The researchers’ analyses compared those with at least one of the 2- and/or 7-repeat alleles of DRD4 (those with “susceptibility” to antisocial behaviors) with those with any other alleles (“non-susceptibility variants”). What’s important is that, while participants reported higher religiosity after being primed, which was expected, this increase was across the board. In other words, how religious people say they are and which versions of the DRD4 gene they had no relation.
The key finding, though, is this: those with a susceptibility DRD4 allele responded to religious priming. In fact, their prosocial willingness to volunteer was greater than those in the non-susceptibility group. This is set against the control (non-experimental) group, in which everyone was neutrally primed. These subjects with a susceptibility allele were significantly less willing to volunteer than those with non-susceptibility alleles. However, those with the non-susceptibility alleles has the same rate of volunteerism across both priming scenarios.

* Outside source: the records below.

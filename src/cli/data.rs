//! CLI handlers for restoring a backup, resetting data and reading the audit log

use std::path::Path;

use crate::error::MoneyResult;
use crate::services::ImportService;
use crate::storage::Storage;

/// Handle the import command: replace the ledger with a JSON backup
pub fn handle_import_command(storage: &Storage, file: &Path) -> MoneyResult<()> {
    let summary = ImportService::new(storage).import_file(file)?;

    println!("Ledger restored from: {}", file.display());
    println!("  Accounts:     {}", summary.accounts);
    println!("  Transactions: {}", summary.transactions);
    println!("  Categories:   {}", summary.categories);

    Ok(())
}

/// Handle the reset command: discard everything and start from the starter ledger
pub fn handle_reset_command(storage: &Storage, yes: bool) -> MoneyResult<()> {
    let (accounts, transactions) =
        storage.read(|ledger| (ledger.accounts().len(), ledger.transactions().len()))?;

    if !yes {
        println!(
            "WARNING: This deletes all {} accounts and {} transactions!",
            accounts, transactions
        );
        println!("To proceed, run again with --yes:");
        println!("  money reset --yes");
        return Ok(());
    }

    let discarded = ImportService::new(storage).reset()?;

    println!("All data deleted ({}).", discarded);
    println!("Starter accounts and categories have been restored.");

    Ok(())
}

/// Handle the audit command: print the most recent entries
pub fn handle_audit_command(storage: &Storage, limit: usize) -> MoneyResult<()> {
    let entries = storage.audit().read_recent(limit)?;

    if entries.is_empty() {
        println!("Audit log is empty.");
        return Ok(());
    }

    for entry in entries {
        println!("{}", entry.format_human_readable());
    }

    Ok(())
}
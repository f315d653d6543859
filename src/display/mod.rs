//! Display formatting for terminal output
//!
//! Tables and detail views for accounts, transactions and categories.

pub mod account;
pub mod category;
pub mod transaction;

pub use account::{format_account_details, format_account_list};
pub use category::format_category_list;
pub use transaction::{format_transaction_details, format_transaction_list};
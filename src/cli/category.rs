//! Category CLI commands

use clap::Subcommand;

use crate::display::category::format_category_list;
use crate::error::MoneyResult;
use crate::services::CategoryService;
use crate::storage::Storage;

use super::parse_type;

/// Category subcommands
#[derive(Subcommand)]
pub enum CategoryCommands {
    /// List categories
    List {
        /// Only show one type (expense or income)
        #[arg(short = 't', long = "type")]
        transaction_type: Option<String>,
    },
    /// Add a category
    Add {
        /// expense or income
        #[arg(value_name = "TYPE")]
        transaction_type: String,
        /// Category name
        name: String,
    },
    /// Delete a category (existing transactions keep their category)
    Delete {
        /// expense or income
        #[arg(value_name = "TYPE")]
        transaction_type: String,
        /// Category name
        name: String,
    },
}

/// Handle a category command
pub fn handle_category_command(storage: &Storage, cmd: CategoryCommands) -> MoneyResult<()> {
    let service = CategoryService::new(storage);

    match cmd {
        CategoryCommands::List { transaction_type } => {
            let kind = transaction_type.as_deref().map(parse_type).transpose()?;
            let taxonomy = storage.read(|ledger| ledger.categories().clone())?;
            print!("{}", format_category_list(&taxonomy, kind));
        }

        CategoryCommands::Add {
            transaction_type,
            name,
        } => {
            let kind = parse_type(&transaction_type)?;
            service.add(kind, &name)?;
            println!("Added {} category: {}", kind.as_str(), name.trim());
        }

        CategoryCommands::Delete {
            transaction_type,
            name,
        } => {
            let kind = parse_type(&transaction_type)?;
            service.delete(kind, &name)?;
            println!("Deleted {} category: {}", kind.as_str(), name.trim());
        }
    }

    Ok(())
}
//! Balance engine
//!
//! Balances are updated forward-only, once per transaction, at the moment the
//! transaction is recorded. The inverse operation exists solely for
//! reconstructing past balances and never touches stored state.

use crate::models::{Money, Transaction, TransactionType};
use crate::storage::Ledger;

/// Result of applying a transaction to the ledger's balances
#[derive(Debug, Clone, Copy, PartialEq, Eq)]
pub enum ApplyOutcome {
    /// The referenced account was found and its balance adjusted
    Applied,
    /// No account matches the transaction's account id; nothing was changed
    UnresolvedAccount,
}

impl ApplyOutcome {
    /// Whether a balance was actually changed
    pub fn is_applied(&self) -> bool {
        matches!(self, Self::Applied)
    }
}

/// The balance after the transaction's forward effect
pub fn apply(balance: Money, tx: &Transaction) -> Money {
    match tx.transaction_type {
        TransactionType::Expense => balance - tx.amount,
        TransactionType::Income => balance + tx.amount,
    }
}

/// The balance before the transaction's forward effect
pub fn reverse(balance: Money, tx: &Transaction) -> Money {
    match tx.transaction_type {
        TransactionType::Expense => balance + tx.amount,
        TransactionType::Income => balance - tx.amount,
    }
}

/// Adjust the referenced account's balance for a new transaction
pub fn apply_transaction(ledger: &mut Ledger, tx: &Transaction) -> ApplyOutcome {
    match ledger.account_mut(tx.account_id) {
        Some(account) => {
            account.balance = apply(account.balance, tx);
            ApplyOutcome::Applied
        }
        None => ApplyOutcome::UnresolvedAccount,
    }
}
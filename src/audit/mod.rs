//! Audit logging for money-manager
//!
//! Records account creation, transaction recording, category changes and
//! ledger imports in an append-only JSON-lines log next to the data.
//!
//! - `AuditEntry`: one entry with timestamp, operation, entity information
//!   and an optional snapshot of the recorded entity.
//! - `AuditLogger`: appends entries to the log file and reads them back.

mod entry;
mod logger;

pub use entry::{AuditEntry, EntityType, Operation};
pub use logger::AuditLogger;
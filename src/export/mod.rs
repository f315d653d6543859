//! Export module for money-manager
//!
//! - CSV: the transaction log, spreadsheet-compatible
//! - JSON: the full ledger document, restorable with `money import`

pub mod csv;
pub mod json;

pub use self::csv::{export_transactions_csv, write_transactions_csv};
pub use self::json::{export_full_json, write_ledger_json};
//! Configuration module for money-manager
//!
//! This module provides configuration management including:
//! - Platform path resolution with an environment override
//! - User settings persistence

pub mod paths;
pub mod settings;

pub use paths::MoneyPaths;
pub use settings::Settings;
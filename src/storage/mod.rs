//! Storage layer for money-manager
//!
//! The whole ledger lives in one JSON document that is loaded at startup and
//! rewritten atomically after every mutation. `Storage` owns the in-memory
//! copy; services borrow it and route every change through [`Storage::mutate`].

pub mod file_io;
pub mod init;
pub mod ledger;

pub use file_io::{read_json, write_json_atomic};
pub use init::initialize_storage;
pub use ledger::{Ledger, UNKNOWN_ACCOUNT};

use std::sync::{RwLock, RwLockReadGuard, RwLockWriteGuard};

use serde::Serialize;

use crate::audit::{AuditEntry, AuditLogger, EntityType};
use crate::config::paths::MoneyPaths;
use crate::error::{MoneyError, MoneyResult};

/// How the ledger came to be in memory after [`Storage::load`]
#[derive(Debug, Clone, Copy, PartialEq, Eq)]
pub enum LoadStatus {
    /// No ledger file existed; the starter ledger is in memory
    Fresh,
    /// The ledger file was read successfully
    Loaded,
    /// The ledger file could not be parsed; the starter ledger is in memory
    Recovered,
}

/// Owner of the in-memory ledger and its persistence
pub struct Storage {
    paths: MoneyPaths,
    ledger: RwLock<Ledger>,
    audit: AuditLogger,
}

impl Storage {
    /// Create a new Storage instance holding the starter ledger
    pub fn new(paths: MoneyPaths) -> MoneyResult<Self> {
        paths.ensure_directories()?;

        Ok(Self {
            ledger: RwLock::new(Ledger::starter()),
            audit: AuditLogger::new(paths.audit_log()),
            paths,
        })
    }

    /// Get the paths configuration
    pub fn paths(&self) -> &MoneyPaths {
        &self.paths
    }

    /// Get the audit logger
    pub fn audit(&self) -> &AuditLogger {
        &self.audit
    }

    /// Load the ledger from disk
    ///
    /// A document that fails to parse is discarded in favour of the starter
    /// ledger; the file itself is left alone until the next save.
    pub fn load(&self) -> MoneyResult<LoadStatus> {
        let path = self.paths.ledger_file();
        let (ledger, status) = match read_json::<Ledger, _>(&path) {
            Ok(Some(ledger)) => (ledger, LoadStatus::Loaded),
            Ok(None) => (Ledger::starter(), LoadStatus::Fresh),
            Err(MoneyError::Json(reason)) => {
                tracing::warn!(%reason, "ledger file is malformed, starting from an empty ledger");
                (Ledger::starter(), LoadStatus::Recovered)
            }
            Err(e) => return Err(e),
        };

        tracing::debug!(
            path = %path.display(),
            accounts = ledger.accounts().len(),
            transactions = ledger.transactions().len(),
            ?status,
            "ledger loaded"
        );

        *self.write_lock()? = ledger;
        Ok(status)
    }

    /// Persist the current ledger
    pub fn save(&self) -> MoneyResult<()> {
        let ledger = self.read_lock()?;
        write_json_atomic(self.paths.ledger_file(), &*ledger)
    }

    /// Run a read-only computation against the ledger
    pub fn read<R>(&self, f: impl FnOnce(&Ledger) -> R) -> MoneyResult<R> {
        let ledger = self.read_lock()?;
        Ok(f(&ledger))
    }

    /// Clone the current ledger
    pub fn snapshot(&self) -> MoneyResult<Ledger> {
        self.read(Ledger::clone)
    }

    /// Apply a mutation and persist the result
    ///
    /// Either the closure's changes are applied in memory *and* written to
    /// disk, or the ledger is restored to exactly its previous state.
    pub fn mutate<R>(&self, f: impl FnOnce(&mut Ledger) -> MoneyResult<R>) -> MoneyResult<R> {
        let mut ledger = self.write_lock()?;
        let before = ledger.clone();

        let result = match f(&mut ledger) {
            Ok(result) => result,
            Err(e) => {
                *ledger = before;
                return Err(e);
            }
        };

        if let Err(e) = write_json_atomic(self.paths.ledger_file(), &*ledger) {
            tracing::warn!(error = %e, "failed to persist ledger, rolling back");
            *ledger = before;
            return Err(e);
        }

        Ok(result)
    }

    /// Record a create operation in the audit log
    pub fn log_create<T: Serialize>(
        &self,
        entity_type: EntityType,
        entity_id: impl Into<String>,
        entity_name: Option<String>,
        entity: &T,
    ) {
        self.log_entry(&AuditEntry::create(entity_type, entity_id, entity_name, entity));
    }

    /// Record an arbitrary entry in the audit log
    ///
    /// Called after the ledger change has been committed, so a failed write
    /// is only reported as a warning.
    pub fn log_entry(&self, entry: &AuditEntry) {
        if let Err(e) = self.audit.log(entry) {
            tracing::warn!(
                error = %e,
                operation = %entry.operation,
                entity = %entry.entity_type,
                "failed to write audit entry"
            );
        }
    }

    /// Check if storage has been initialized (settings file exists)
    pub fn is_initialized(&self) -> bool {
        self.paths.is_initialized()
    }

    fn read_lock(&self) -> MoneyResult<RwLockReadGuard<'_, Ledger>> {
        self.ledger
            .read()
            .map_err(|e| MoneyError::Storage(format!("Failed to acquire read lock: {}", e)))
    }

    fn write_lock(&self) -> MoneyResult<RwLockWriteGuard<'_, Ledger>> {
        self.ledger
            .write()
            .map_err(|e| MoneyError::Storage(format!("Failed to acquire write lock: {}", e)))
    }
}
//! Transaction service
//!
//! Records transactions and lists them in display order. Recording builds the
//! record, applies its balance effect, appends it and persists, all inside a
//! single [`Storage::mutate`] so a failed save leaves nothing behind.

use chrono::NaiveDate;

use crate::audit::{AuditEntry, EntityType};
use crate::error::{MoneyError, MoneyResult};
use crate::models::{AccountId, Money, Transaction, TransactionType};
use crate::storage::Storage;

use super::balance::{self, ApplyOutcome};

/// Input for recording a new transaction
#[derive(Debug, Clone)]
pub struct NewTransaction {
    pub date: NaiveDate,
    pub amount: Money,
    pub transaction_type: TransactionType,
    pub category: String,
    pub account_id: AccountId,
    pub description: Option<String>,
}

/// A recorded transaction together with its balance outcome
#[derive(Debug, Clone)]
pub struct Recorded {
    pub transaction: Transaction,
    pub outcome: ApplyOutcome,
}

/// Options for filtering transaction listings
#[derive(Debug, Clone, Default)]
pub struct TransactionFilter {
    /// Only transactions recorded against this account
    pub account_id: Option<AccountId>,
    /// Maximum number of transactions to return
    pub limit: Option<usize>,
}

impl TransactionFilter {
    /// Create a new empty filter
    pub fn new() -> Self {
        Self::default()
    }

    /// Filter by account
    pub fn account(mut self, account_id: AccountId) -> Self {
        self.account_id = Some(account_id);
        self
    }

    /// Limit results
    pub fn limit(mut self, limit: usize) -> Self {
        self.limit = Some(limit);
        self
    }
}

/// Service for transaction management
pub struct TransactionService<'a> {
    storage: &'a Storage,
}

impl<'a> TransactionService<'a> {
    /// Create a new transaction service
    pub fn new(storage: &'a Storage) -> Self {
        Self { storage }
    }

    /// Record a transaction and apply it to its account's balance
    ///
    /// A transaction whose account cannot be resolved is still recorded, but
    /// no balance changes; the outcome reports this to the caller.
    pub fn record(&self, input: NewTransaction) -> MoneyResult<Recorded> {
        let recorded = self.storage.mutate(|ledger| {
            let mut transaction = Transaction::new(
                ledger.next_transaction_id(),
                input.date,
                input.amount,
                input.transaction_type,
                input.category.trim(),
                input.account_id,
            );
            if let Some(description) = input.description {
                transaction = transaction.with_description(description);
            }

            transaction
                .validate()
                .map_err(|e| MoneyError::Validation(e.to_string()))?;

            let outcome = balance::apply_transaction(ledger, &transaction);
            ledger.push_transaction(transaction.clone());

            Ok(Recorded {
                transaction,
                outcome,
            })
        })?;

        let mut entry = AuditEntry::create(
            EntityType::Transaction,
            recorded.transaction.id.to_string(),
            Some(recorded.transaction.category.clone()),
            &recorded.transaction,
        );

        if recorded.outcome == ApplyOutcome::UnresolvedAccount {
            tracing::warn!(
                transaction = %recorded.transaction.id,
                account = %recorded.transaction.account_id,
                "transaction references an unknown account; balance not applied"
            );
            entry = entry.with_note(format!(
                "balance not applied: unknown account {}",
                recorded.transaction.account_id
            ));
        }

        self.storage.log_entry(&entry);
        Ok(recorded)
    }

    /// List transactions newest first
    pub fn list(&self, filter: &TransactionFilter) -> MoneyResult<Vec<Transaction>> {
        self.storage.read(|ledger| {
            let matching = ledger
                .transactions_newest_first()
                .into_iter()
                .filter(|t| filter.account_id.map_or(true, |id| t.account_id == id))
                .cloned();

            match filter.limit {
                Some(limit) => matching.take(limit).collect(),
                None => matching.collect(),
            }
        })
    }

    /// Count all recorded transactions
    pub fn count(&self) -> MoneyResult<usize> {
        self.storage.read(|ledger| ledger.transactions().len())
    }
}

#[cfg(test)]
mod tests {
    use super::*;
    use crate::config::paths::MoneyPaths;
    use crate::storage::Ledger;
    use tempfile::TempDir;

    fn create_test_storage() -> (TempDir, Storage) {
        let temp_dir = TempDir::new().unwrap();
        let paths = MoneyPaths::with_base_dir(temp_dir.path().to_path_buf());
        let storage = Storage::new(paths).unwrap();
        storage.load().unwrap();
        (temp_dir, storage)
    }

    fn input(kind: TransactionType, amount: i64, day: u32, account: u64) -> NewTransaction {
        NewTransaction {
            date: NaiveDate::from_ymd_opt(2024, 6, day).unwrap(),
            amount: Money::from_yen(amount),
            transaction_type: kind,
            category: "Food".into(),
            account_id: AccountId::from_raw(account),
            description: None,
        }
    }

    #[test]
    fn test_record_applies_balance() {
        let (_temp_dir, storage) = create_test_storage();
        let service = TransactionService::new(&storage);

        let recorded = service.record(input(TransactionType::Income, 1000, 1, 1)).unwrap();
        assert!(recorded.outcome.is_applied());
        service.record(input(TransactionType::Expense, 300, 2, 1)).unwrap();

        let balance = storage
            .read(|l| l.account(AccountId::from_raw(1)).map(|a| a.balance))
            .unwrap();
        assert_eq!(balance, Some(Money::from_yen(700)));
        assert_eq!(service.count().unwrap(), 2);
    }

    #[test]
    fn test_record_persists() {
        let (temp_dir, storage) = create_test_storage();
        TransactionService::new(&storage)
            .record(input(TransactionType::Expense, 250, 3, 2))
            .unwrap();

        let reloaded = Storage::new(MoneyPaths::with_base_dir(temp_dir.path().to_path_buf())).unwrap();
        reloaded.load().unwrap();
        assert_eq!(reloaded.read(|l| l.transactions().len()).unwrap(), 1);
        assert_eq!(reloaded.read(|l| l.total_balance()).unwrap(), Money::from_yen(-250));
    }

    #[test]
    fn test_unresolved_account_still_recorded() {
        let (_temp_dir, storage) = create_test_storage();
        let service = TransactionService::new(&storage);

        let recorded = service.record(input(TransactionType::Expense, 300, 1, 42)).unwrap();

        assert_eq!(recorded.outcome, ApplyOutcome::UnresolvedAccount);
        assert_eq!(service.count().unwrap(), 1);
        assert_eq!(storage.read(|l| l.total_balance()).unwrap(), Money::zero());

        let audit = storage.audit().read_all().unwrap();
        assert!(audit[0].note.as_deref().unwrap_or("").contains("unknown account"));
    }

    #[test]
    fn test_invalid_amount_rejected_without_mutation() {
        let (_temp_dir, storage) = create_test_storage();
        let service = TransactionService::new(&storage);

        let err = service.record(input(TransactionType::Expense, 0, 1, 1)).unwrap_err();
        assert!(err.is_validation());
        assert_eq!(storage.snapshot().unwrap(), Ledger::starter());
    }

    #[test]
    fn test_huge_amount_rejected_without_mutation() {
        let (_temp_dir, storage) = create_test_storage();
        let service = TransactionService::new(&storage);

        let err = service
            .record(input(TransactionType::Income, i64::MAX, 1, 1))
            .unwrap_err();
        assert!(err.is_validation());
        assert_eq!(storage.snapshot().unwrap(), Ledger::starter());
    }

    #[test]
    fn test_audit_failure_does_not_fail_record() {
        let (_temp_dir, storage) = create_test_storage();
        // A directory where the log file should be makes every append fail
        std::fs::create_dir_all(storage.audit().path()).unwrap();

        let recorded = TransactionService::new(&storage)
            .record(input(TransactionType::Income, 1000, 1, 1))
            .unwrap();

        assert!(recorded.outcome.is_applied());
        assert_eq!(storage.read(|l| l.transactions().len()).unwrap(), 1);
        assert!(storage.paths().ledger_file().exists());
    }

    #[test]
    fn test_list_order_and_filter() {
        let (_temp_dir, storage) = create_test_storage();
        let service = TransactionService::new(&storage);

        let first = service.record(input(TransactionType::Expense, 100, 5, 1)).unwrap();
        let second = service.record(input(TransactionType::Expense, 200, 5, 2)).unwrap();
        let older = service.record(input(TransactionType::Income, 300, 1, 1)).unwrap();

        let all = service.list(&TransactionFilter::new()).unwrap();
        let ids: Vec<_> = all.iter().map(|t| t.id).collect();
        assert_eq!(
            ids,
            vec![second.transaction.id, first.transaction.id, older.transaction.id]
        );

        let wallet_only = service
            .list(&TransactionFilter::new().account(AccountId::from_raw(1)).limit(1))
            .unwrap();
        assert_eq!(wallet_only.len(), 1);
        assert_eq!(wallet_only[0].id, first.transaction.id);
    }
}
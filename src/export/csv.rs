//! CSV export of the transaction log
//!
//! One row per transaction in recorded order. Every field is quoted so that
//! spreadsheet tools never reinterpret dates or amounts, and the file can be
//! prefixed with a UTF-8 byte-order mark for the same reason.

use std::io::Write;

use chrono::NaiveDate;

use crate::error::MoneyResult;
use crate::storage::{Ledger, Storage};

/// Header row of the transaction export
pub const TRANSACTION_HEADER: [&str; 6] = ["Date", "Type", "Category", "Amount", "Account", "Description"];

/// UTF-8 byte-order mark
pub const BYTE_ORDER_MARK: &[u8] = b"\xEF\xBB\xBF";

/// Default file name for an export made on `date`
pub fn default_file_name(date: NaiveDate) -> String {
    format!("money_manager_export_{}.csv", date.format("%Y%m%d"))
}

/// Write the ledger's transactions as CSV
pub fn write_transactions_csv<W: Write>(
    ledger: &Ledger,
    mut writer: W,
    byte_order_mark: bool,
) -> MoneyResult<usize> {
    if byte_order_mark {
        writer.write_all(BYTE_ORDER_MARK)?;
    }

    let mut csv = csv::WriterBuilder::new()
        .quote_style(csv::QuoteStyle::Always)
        .from_writer(writer);

    csv.write_record(TRANSACTION_HEADER)?;

    for tx in ledger.transactions() {
        csv.write_record([
            tx.date.to_string(),
            tx.transaction_type.to_string(),
            tx.category.clone(),
            tx.amount.yen().to_string(),
            ledger.account_name(tx.account_id).to_string(),
            tx.description_or_empty().to_string(),
        ])?;
    }

    csv.flush()?;
    Ok(ledger.transactions().len())
}

/// Export all transactions from storage to CSV
pub fn export_transactions_csv<W: Write>(
    storage: &Storage,
    writer: W,
    byte_order_mark: bool,
) -> MoneyResult<usize> {
    let ledger = storage.snapshot()?;
    write_transactions_csv(&ledger, writer, byte_order_mark)
}
//! Category service
//!
//! Adds and removes category names per transaction type. Removal only edits
//! the taxonomy; transactions keep whatever category string they were
//! recorded with.

use crate::audit::{AuditEntry, EntityType};
use crate::error::{MoneyError, MoneyResult};
use crate::models::TransactionType;
use crate::storage::Storage;

/// Service for category management
pub struct CategoryService<'a> {
    storage: &'a Storage,
}

impl<'a> CategoryService<'a> {
    /// Create a new category service
    pub fn new(storage: &'a Storage) -> Self {
        Self { storage }
    }

    /// Category names for one type, in insertion order
    pub fn list(&self, kind: TransactionType) -> MoneyResult<Vec<String>> {
        self.storage
            .read(|ledger| ledger.categories().names(kind).to_vec())
    }

    /// Add a category name under a type
    pub fn add(&self, kind: TransactionType, name: &str) -> MoneyResult<()> {
        let name = name.trim();
        if name.is_empty() {
            return Err(MoneyError::Validation("Category name cannot be empty".into()));
        }

        self.storage.mutate(|ledger| {
            if ledger.categories_mut().add(kind, name) {
                Ok(())
            } else {
                Err(MoneyError::duplicate_category(format!("{} ({})", name, kind.as_str())))
            }
        })?;

        self.storage.log_create(
            EntityType::Category,
            kind.as_str(),
            Some(name.to_string()),
            &name,
        );

        Ok(())
    }

    /// Remove a category name from a type
    pub fn delete(&self, kind: TransactionType, name: &str) -> MoneyResult<()> {
        let name = name.trim();

        self.storage.mutate(|ledger| {
            if ledger.categories_mut().remove(kind, name) {
                Ok(())
            } else {
                Err(MoneyError::category_not_found(format!("{} ({})", name, kind.as_str())))
            }
        })?;

        self.storage.log_entry(&AuditEntry::delete(
            EntityType::Category,
            kind.as_str(),
            Some(name.to_string()),
        ));

        Ok(())
    }
}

To recap, Sasaki and colleagues found that subjects who possessed susceptibility DRD4 alleles became more prosocial after being exposed to religious ideas than those without these alleles. The primary social implication the authors draw from this study is that “given the role of dopamine in reward-related processes, an interesting, if controversial, possibility is that people with certain genetic variants are predisposed to behave prosocially for particular reasons.” Those with non-susceptibility alleles of DRD4 may act prosocially because of the pleasure it elicits, while those with the susceptibility alleles act prosocially when they feel pressured to do so by others, by God, and perhaps also environmental influences like laws and institutions.
The benefit of this study is that, while religion is said to make you a better person, scientists and scholars have a better idea how and why this is – at least for a certain group of people with susceptibility alleles of DRD4.
For more, see “Religion priming differentially increases prosocial behavior among variants of the dopamine D4 receptor (DRD4) gene” in Social Cognitive and Affective Neuroscience.